The Man from Home is a 1914 American silent drama film based on a play written by Booth Tarkington and Harry Leon Wilson. It was directed by Cecil B. DeMille. In 1922, the story was remade in the UK by George Fitzmaurice as The Man From Home, and released by Famous Players–Lasky. The stage play was a big hit for actor William Hodge in the role of Pike in the 1908 Broadway season.

==Cast==
- Charles Richman as Daniel Voorhees Pike
- Theodore Roberts as The Grand Duke Vaseill
- Fred Montague as Earl Of Hawcastle
- Monroe Salisbury as Hon. Almerce St. Aubyn
- Horace B. Carpenter as Ivanoff
- Jode Mullally as Horace Granger Simpson
- Dick La Reno as Old Man Simpson
- Mabel Van Buren as Ethel Granger Simpson
- Anita King as Helene, Countess De Champigney
- Bob Fleming as Ribiere (as Robert Fleming)

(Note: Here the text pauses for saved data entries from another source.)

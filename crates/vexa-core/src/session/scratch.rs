//! Expiring in-memory store for mid-flow payloads.
//!
//! Some flows collect data that must not go into the durable token (an
//! uploaded voice sample, a chat history) before a later step uses it. That
//! data lives here, keyed by account, and is lost on restart. A later step
//! that finds nothing gets [`ScratchError::Expired`] and asks the user to
//! start over.
//!
//! # Memory bounds
//!
//! - Entries expire after a fixed TTL.
//! - Expired entries are swept every [`CLEANUP_INTERVAL`] inserts.
//! - The number of accounts holding an entry never exceeds `max_entries`.
//!   When full, a sweep is forced; if the store is still full the insert is
//!   refused with [`ScratchError::Full`].

use std::collections::HashMap;
use std::sync::atomic::{AtomicU64, Ordering};
use std::sync::{PoisonError, RwLock};
use std::time::{Duration, Instant};

use tracing::debug;

use super::error::ScratchError;
use crate::config::SessionConfig;
use crate::ledger::AccountId;

/// Inserts between periodic sweeps.
pub const CLEANUP_INTERVAL: u64 = 100;

#[derive(Debug)]
struct Entry<T> {
    value: T,
    expires_at: Instant,
}

/// Per-account expiring payloads.
#[derive(Debug)]
pub struct ScratchStore<T> {
    ttl: Duration,
    max_entries: usize,
    entries: RwLock<HashMap<AccountId, Entry<T>>>,
    inserts: AtomicU64,
}

impl<T> ScratchStore<T> {
    /// Creates a store with the given TTL and capacity.
    #[must_use]
    pub fn new(ttl: Duration, max_entries: usize) -> Self {
        Self {
            ttl,
            max_entries,
            entries: RwLock::new(HashMap::new()),
            inserts: AtomicU64::new(0),
        }
    }

    /// Creates a store from configuration.
    #[must_use]
    pub fn from_config(config: &SessionConfig) -> Self {
        Self::new(config.scratch_ttl(), config.scratch_max_entries)
    }

    /// Stores `value` for `account`, replacing any previous payload.
    ///
    /// # Errors
    ///
    /// Returns [`ScratchError::Full`] if the account holds no entry and the
    /// store is at capacity after a sweep.
    pub fn put(&self, account: AccountId, value: T) -> Result<(), ScratchError> {
        let count = self.inserts.fetch_add(1, Ordering::Relaxed);
        if count > 0 && count % CLEANUP_INTERVAL == 0 {
            self.cleanup();
        }

        let now = Instant::now();
        let mut entries = self
            .entries
            .write()
            .unwrap_or_else(PoisonError::into_inner);

        if !entries.contains_key(&account) && entries.len() >= self.max_entries {
            entries.retain(|_, e| e.expires_at > now);
            if entries.len() >= self.max_entries {
                debug!(max_entries = self.max_entries, "scratch store full");
                return Err(ScratchError::Full {
                    max_entries: self.max_entries,
                });
            }
        }

        entries.insert(
            account,
            Entry {
                value,
                expires_at: now + self.ttl,
            },
        );
        Ok(())
    }

    /// Removes and returns the payload for `account`.
    ///
    /// # Errors
    ///
    /// Returns [`ScratchError::Expired`] if there is no live payload.
    pub fn take(&self, account: AccountId) -> Result<T, ScratchError> {
        let entry = self
            .entries
            .write()
            .unwrap_or_else(PoisonError::into_inner)
            .remove(&account);
        match entry {
            Some(e) if e.expires_at > Instant::now() => Ok(e.value),
            _ => Err(ScratchError::Expired),
        }
    }

    /// Discards the payload for `account`, if any.
    pub fn remove(&self, account: AccountId) {
        self.entries
            .write()
            .unwrap_or_else(PoisonError::into_inner)
            .remove(&account);
    }

    /// Drops every expired entry.
    pub fn cleanup(&self) {
        let now = Instant::now();
        let mut entries = self
            .entries
            .write()
            .unwrap_or_else(PoisonError::into_inner);
        let before = entries.len();
        entries.retain(|_, e| e.expires_at > now);
        let removed = before - entries.len();
        if removed > 0 {
            debug!(removed, remaining = entries.len(), "swept expired scratch entries");
        }
    }

    /// Returns the number of stored entries, including expired ones not yet
    /// swept.
    #[must_use]
    pub fn len(&self) -> usize {
        self.entries
            .read()
            .unwrap_or_else(PoisonError::into_inner)
            .len()
    }

    /// Returns `true` if nothing is stored.
    #[must_use]
    pub fn is_empty(&self) -> bool {
        self.len() == 0
    }
}

impl<T: Clone> ScratchStore<T> {
    /// Returns a copy of the live payload for `account` without removing it.
    ///
    /// # Errors
    ///
    /// Returns [`ScratchError::Expired`] if there is no live payload.
    pub fn get(&self, account: AccountId) -> Result<T, ScratchError> {
        let entries = self
            .entries
            .read()
            .unwrap_or_else(PoisonError::into_inner);
        match entries.get(&account) {
            Some(e) if e.expires_at > Instant::now() => Ok(e.value.clone()),
            _ => Err(ScratchError::Expired),
        }
    }
}

#[cfg(test)]
mod tests {
    use super::*;

    #[test]
    fn test_put_take() {
        let store = ScratchStore::new(Duration::from_secs(60), 10);
        let id = AccountId::new(1);

        store.put(id, vec![1u8, 2, 3]).unwrap();
        assert_eq!(store.get(id).unwrap(), vec![1, 2, 3]);
        assert_eq!(store.take(id).unwrap(), vec![1, 2, 3]);
        assert_eq!(store.take(id), Err(ScratchError::Expired));
    }

    #[test]
    fn test_missing_after_restart_is_expired() {
        let fresh: ScratchStore<String> = ScratchStore::new(Duration::from_secs(60), 10);
        assert_eq!(fresh.take(AccountId::new(9)), Err(ScratchError::Expired));
    }

    #[test]
    fn test_expired_entry_is_not_returned() {
        let store = ScratchStore::new(Duration::ZERO, 10);
        let id = AccountId::new(1);
        store.put(id, "sample").unwrap();
        assert_eq!(store.get(id), Err(ScratchError::Expired));
        assert_eq!(store.take(id), Err(ScratchError::Expired));
    }

    #[test]
    fn test_capacity_is_enforced() {
        let store = ScratchStore::new(Duration::from_secs(60), 2);
        store.put(AccountId::new(1), 1).unwrap();
        store.put(AccountId::new(2), 2).unwrap();

        // Replacing an existing entry is always allowed.
        store.put(AccountId::new(2), 3).unwrap();

        assert_eq!(
            store.put(AccountId::new(3), 4),
            Err(ScratchError::Full { max_entries: 2 })
        );
        assert_eq!(store.len(), 2);
    }

    #[test]
    fn test_full_store_evicts_expired_entries() {
        let store = ScratchStore::new(Duration::ZERO, 1);
        store.put(AccountId::new(1), 1).unwrap();
        // The first entry is already expired, so a new account fits.
        store.put(AccountId::new(2), 2).unwrap();
        assert_eq!(store.len(), 1);
    }

    #[test]
    fn test_cleanup_sweeps_expired() {
        let store = ScratchStore::new(Duration::ZERO, 10);
        store.put(AccountId::new(1), ()).unwrap();
        store.put(AccountId::new(2), ()).unwrap();
        store.cleanup();
        assert!(store.is_empty());
    }
}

- Jack W. Johnston as Prefect Of Italian Police (aka J. W. Johnston)
- Florence Dagmar as Ivanoff Maid
- Tex Driscoll as Undetermined Role (uncredited)
- James Neill as Officer of Gendarmes (uncredited)

==Preservation status==
Like many of DeMille's early films, this film is extant, preserved at the Library of Congress.